North Carolina Congressional Map Ruled Unconstitutional By Federal Judges
According to NBC News, federal judges ruled again on Monday that North Carolina’s congressional map is unconstitutional as Republican lawmakers drew it with “excessive partisanship.” Upon re-examining the case, a three-judge panel reaffirmed their previous decision, ruling in favor of Democrats and election advocacy groups, who contested the district boundaries drawn in 2016 and sued Republican mapmakers to have them changed. In addition, the court suggested that Republican legislature re-draw the maps sometime in the middle of September, just in time for the upcoming midterm elections in November.
U.S. Circuit Judge Jim Wynn, who wrote the majority opinion, said, “In such circumstances, we decline to rule out the possibility that the state should be enjoined from conducting any further congressional elections using the 2016 plan.” However, since midterm election primaries were already held in May, the Supreme Court will not likely start hearing appeals until October, which means the re-drawn maps would be saved for the 2020 election cycle.
In the lawsuit, advocacy groups alleged that GOP-dominated mapmakers had gerrymandered all 13 congressional districts in the state to guarantee a Republican majority.
In January, the same three-judge panel found the congressional map to be “an illegal partisan gerrymander,” which violated the constitution. But in Wisconsin, the Supreme Court rule against redistricting.
According to Wynn’s majority opinion, the constitution “does not allow elected officials to enact laws that distort the marketplace of political ideas so as to intentionally favor certain political beliefs, parties, or candidates and disfavor others.”
In both cases, Wisconsin and North Carolina, Wynn announced that there was evidence to suggest that the congressional districts had been manipulated so that the votes of residents in one district outweighed those of another district.

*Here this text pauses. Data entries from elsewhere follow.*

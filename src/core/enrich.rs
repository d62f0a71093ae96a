//! Two-hop metadata enrichment
//!
//! For every distinct `source_xml` URL the enricher fetches the lookup document,
//! follows its metadata-manifestation link and reads the reference number from
//! the metadata document. Each hop has its own retry budget. A hop that fails
//! after all retries leaves its value null; it never fails the run.

use crate::adapters::sru::models::{find_metadata_url, find_reference_number};
use crate::adapters::sru::DocumentFetcher;
use crate::core::retry::RetryPolicy;
use crate::domain::{GeoRecord, OpsyncError, Result};
use futures::stream::{self, StreamExt};
use std::collections::{BTreeSet, HashMap};
use std::sync::Arc;

/// Enrichment values for one `source_xml`
#[derive(Debug, Clone, Default, PartialEq, Eq)]
pub struct Enrichment {
    /// URL of the metadata document
    pub metadata_url: Option<String>,
    /// `OVERHEIDop.referentienummer` from the metadata document
    pub referentienummer: Option<String>,
}

/// Enrichment results keyed by `source_xml`
///
/// Built fresh for every run.
#[derive(Debug, Default)]
pub struct EnrichmentIndex {
    entries: HashMap<String, Enrichment>,
}

impl EnrichmentIndex {
    /// Look up the enrichment for a `source_xml`
    pub fn get(&self, source_xml: &str) -> Option<&Enrichment> {
        self.entries.get(source_xml)
    }

    /// Number of distinct URLs looked up
    pub fn len(&self) -> usize {
        self.entries.len()
    }

    /// Whether no lookups were made
    pub fn is_empty(&self) -> bool {
        self.entries.is_empty()
    }

    /// Number of URLs that resolved to a metadata document
    pub fn metadata_urls_found(&self) -> usize {
        self.entries
            .values()
            .filter(|e| e.metadata_url.is_some())
            .count()
    }

    /// Number of URLs that resolved to a reference number
    pub fn reference_numbers_found(&self) -> usize {
        self.entries
            .values()
            .filter(|e| e.referentienummer.is_some())
            .count()
    }

    /// Copy the enrichment onto every record sharing its `source_xml`
    pub fn apply<'a>(&self, records: impl IntoIterator<Item = &'a mut GeoRecord>) {
        for record in records {
            let enrichment = record
                .source_xml
                .as_deref()
                .and_then(|url| self.entries.get(url));
            if let Some(enrichment) = enrichment {
                record.metadata_url = enrichment.metadata_url.clone();
                record.referentienummer = enrichment.referentienummer.clone();
            }
        }
    }
}

impl FromIterator<(String, Enrichment)> for EnrichmentIndex {
    fn from_iter<I: IntoIterator<Item = (String, Enrichment)>>(iter: I) -> Self {
        Self {
            entries: iter.into_iter().collect(),
        }
    }
}

/// Distinct non-null `source_xml` values
pub fn distinct_source_xmls<'a>(records: impl IntoIterator<Item = &'a GeoRecord>) -> BTreeSet<String> {
    records
        .into_iter()
        .filter_map(|record| record.source_xml.clone())
        .collect()
}

/// Resolves metadata URLs and reference numbers
pub struct MetadataEnricher {
    fetcher: Arc<dyn DocumentFetcher>,
    policy: RetryPolicy,
    concurrency: usize,
}

impl MetadataEnricher {
    /// Create an enricher; `concurrency` 1 means strictly sequential lookups
    pub fn new(fetcher: Arc<dyn DocumentFetcher>, policy: RetryPolicy, concurrency: usize) -> Self {
        Self {
            fetcher,
            policy,
            concurrency: concurrency.max(1),
        }
    }

    /// Enrich every URL in `source_xmls` once
    pub async fn enrich_all(&self, source_xmls: BTreeSet<String>) -> EnrichmentIndex {
        tracing::info!(
            urls = source_xmls.len(),
            concurrency = self.concurrency,
            "Fetching metadata for distinct publications"
        );

        stream::iter(source_xmls)
            .map(|source_xml| async move {
                let enrichment = self.lookup(&source_xml).await;
                (source_xml, enrichment)
            })
            .buffer_unordered(self.concurrency)
            .collect::<Vec<_>>()
            .await
            .into_iter()
            .collect()
    }

    /// Both hops for one `source_xml`
    pub async fn lookup(&self, source_xml: &str) -> Enrichment {
        let metadata_url = self
            .fetch_with_retry("metadata url", source_xml, find_metadata_url)
            .await;

        let referentienummer = match metadata_url.as_deref() {
            Some(url) => {
                self.fetch_with_retry("reference number", url, find_reference_number)
                    .await
            }
            None => None,
        };

        Enrichment {
            metadata_url,
            referentienummer,
        }
    }

    /// Fetch `url` and pull one element out of it
    ///
    /// Transport and parse failures are retried. A document that parses but lacks
    /// the element is final: it yields `None` without another request.
    async fn fetch_with_retry(
        &self,
        what: &str,
        url: &str,
        parse: fn(&str) -> Result<Option<String>>,
    ) -> Option<String> {
        let fetcher = &self.fetcher;
        let result = self
            .policy
            .run(
                what,
                move || async move {
                    let body = fetcher.fetch(url, &[]).await?;
                    parse(&body)
                },
                is_retryable,
            )
            .await;

        match result {
            Ok(Some(value)) => Some(value),
            Ok(None) => {
                tracing::debug!(url, what, "Element not present in document");
                None
            }
            Err(e) => {
                tracing::warn!(url, what, error = %e, "Lookup failed after retries");
                None
            }
        }
    }
}

fn is_retryable(error: &OpsyncError) -> bool {
    matches!(error, OpsyncError::SearchApi(_) | OpsyncError::Extraction(_))
}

Wynn and the two other judges, Earl Britt and William Osteen, also deemed the 2016 redistricting plan unconstitutional because it violated the equal protection provision. While Wynn and Britt also claimed that the map was in direct violation of Democrats’ First Amendment rights, Osteen disagreed, writing his own separate opinion.
The executive director of Common Cause North Carolina, Bob Phillips, referred to the ruling as “a historic win for voters, and a significant step towards finally ending gerrymandering.”
The congressional map, however, was only redrawn in 2016 in the first place because the initial 2011 map showed significant racial bias.
“We continue to lament that North Carolina voters now have been deprived of a constitutional congressional districting plan,” Wynn continued, “and, therefore, constitutional representation in Congress — for six years and three election cycles.”